§ **ASSIGNMENT**: All that is required is the number of lines in this listing that hold "handlers".

⟨

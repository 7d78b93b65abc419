/// Food catalog handlers
///
/// The list endpoint is served through the response cache; catalog mutations
/// invalidate the cached list. An invalidation failure only affects
/// freshness, never the mutation itself, so it is logged and swallowed.
use actix_web::{web, HttpResponse};
use response_cache::ResponseCache;
use serde::Deserialize;
use tracing::{info, warn};
use uuid::Uuid;

use crate::error::{AppError, Result};
use crate::handlers::{data_response, message_response};
use crate::models::FoodItem;
use crate::store::AppStore;

/// Pattern covering every cached variant of the food list
pub const FOOD_LIST_PATTERN: &str = "cache:/api/food/list*";

#[derive(Debug, Deserialize)]
pub struct AddFoodRequest {
    pub name: String,
    pub description: String,
    pub price: f64,
    pub category: String,
    pub image: Option<String>,
}

#[derive(Debug, Deserialize)]
pub struct RemoveFoodRequest {
    pub id: Uuid,
}

pub async fn list_food(store: web::Data<AppStore>) -> Result<HttpResponse> {
    Ok(data_response(store.list_foods()))
}

pub async fn add_food(
    store: web::Data<AppStore>,
    cache: web::Data<ResponseCache>,
    req: web::Json<AddFoodRequest>,
) -> Result<HttpResponse> {
    if req.name.trim().is_empty() {
        return Err(AppError::BadRequest("Name is required".into()));
    }
    if req.price <= 0.0 {
        return Err(AppError::BadRequest("Price must be positive".into()));
    }

    let req = req.into_inner();
    store.add_food(FoodItem {
        id: Uuid::new_v4(),
        name: req.name.trim().to_string(),
        description: req.description,
        price: req.price,
        category: req.category,
        image: req.image,
    });

    invalidate_food_list(&cache).await;
    Ok(message_response("Food item added"))
}

pub async fn remove_food(
    store: web::Data<AppStore>,
    cache: web::Data<ResponseCache>,
    req: web::Json<RemoveFoodRequest>,
) -> Result<HttpResponse> {
    if store.remove_food(req.id).is_none() {
        return Err(AppError::NotFound("Food item not found".into()));
    }

    invalidate_food_list(&cache).await;
    Ok(message_response("Food item removed"))
}

async fn invalidate_food_list(cache: &ResponseCache) {
    match cache.invalidate(FOOD_LIST_PATTERN).await {
        Ok(deleted) => info!(deleted, "food list cache cleared after catalog change"),
        Err(e) => warn!(error = %e, "food list cache invalidation failed"),
    }
}
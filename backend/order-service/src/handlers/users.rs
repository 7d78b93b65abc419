/// User handlers - registration and login, where credentials are issued
use actix_web::{cookie::Cookie, web, HttpResponse};
use serde::Deserialize;
use uuid::Uuid;

use crate::config::Config;
use crate::error::{AppError, Result};
use crate::models::User;
use crate::password;
use crate::store::AppStore;

#[derive(Debug, Deserialize)]
pub struct RegisterRequest {
    pub name: String,
    pub email: String,
    pub password: String,
}

#[derive(Debug, Deserialize)]
pub struct LoginRequest {
    pub email: String,
    pub password: String,
}

pub async fn register(
    config: web::Data<Config>,
    store: web::Data<AppStore>,
    req: web::Json<RegisterRequest>,
) -> Result<HttpResponse> {
    if req.name.trim().is_empty() {
        return Err(AppError::BadRequest("Name is required".into()));
    }
    if !req.email.contains('@') {
        return Err(AppError::BadRequest("Please enter a valid email".into()));
    }
    if req.password.len() < 8 {
        return Err(AppError::BadRequest(
            "Please enter a strong password".into(),
        ));
    }

    let user = User {
        id: Uuid::new_v4(),
        name: req.name.trim().to_string(),
        email: req.email.trim().to_string(),
        password_hash: password::hash_password(&req.password)?,
    };
    let user_id = user.id;

    if !store.insert_user(user) {
        return Err(AppError::Conflict("User already exists".into()));
    }

    tracing::info!(user_id = %user_id, "user registered");
    token_response(&config, user_id)
}

pub async fn login(
    config: web::Data<Config>,
    store: web::Data<AppStore>,
    req: web::Json<LoginRequest>,
) -> Result<HttpResponse> {
    let user = store
        .find_user_by_email(&req.email)
        .ok_or_else(|| AppError::Unauthorized("Invalid credentials".into()))?;

    if !password::verify_password(&req.password, &user.password_hash)? {
        return Err(AppError::Unauthorized("Invalid credentials".into()));
    }

    token_response(&config, user.id)
}

/// Issue a credential and return it both as the `jwt` cookie and in the body.
fn token_response(config: &Config, user_id: Uuid) -> Result<HttpResponse> {
    let token = auth_core::issue_token(
        user_id,
        &config.auth.jwt_secret,
        chrono::Duration::hours(config.auth.token_ttl_hours),
    )
    .map_err(|e| AppError::Internal(format!("Token issuing failed: {}", e)))?;

    let cookie = Cookie::build(actix_middleware::jwt_auth::COOKIE_NAME, token.clone())
        .path("/")
        .http_only(true)
        .finish();

    Ok(HttpResponse::Ok()
        .cookie(cookie)
        .json(serde_json::json!({ "success": true, "token": token })))
}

⟩

§ **ANSWER BELOW**: 4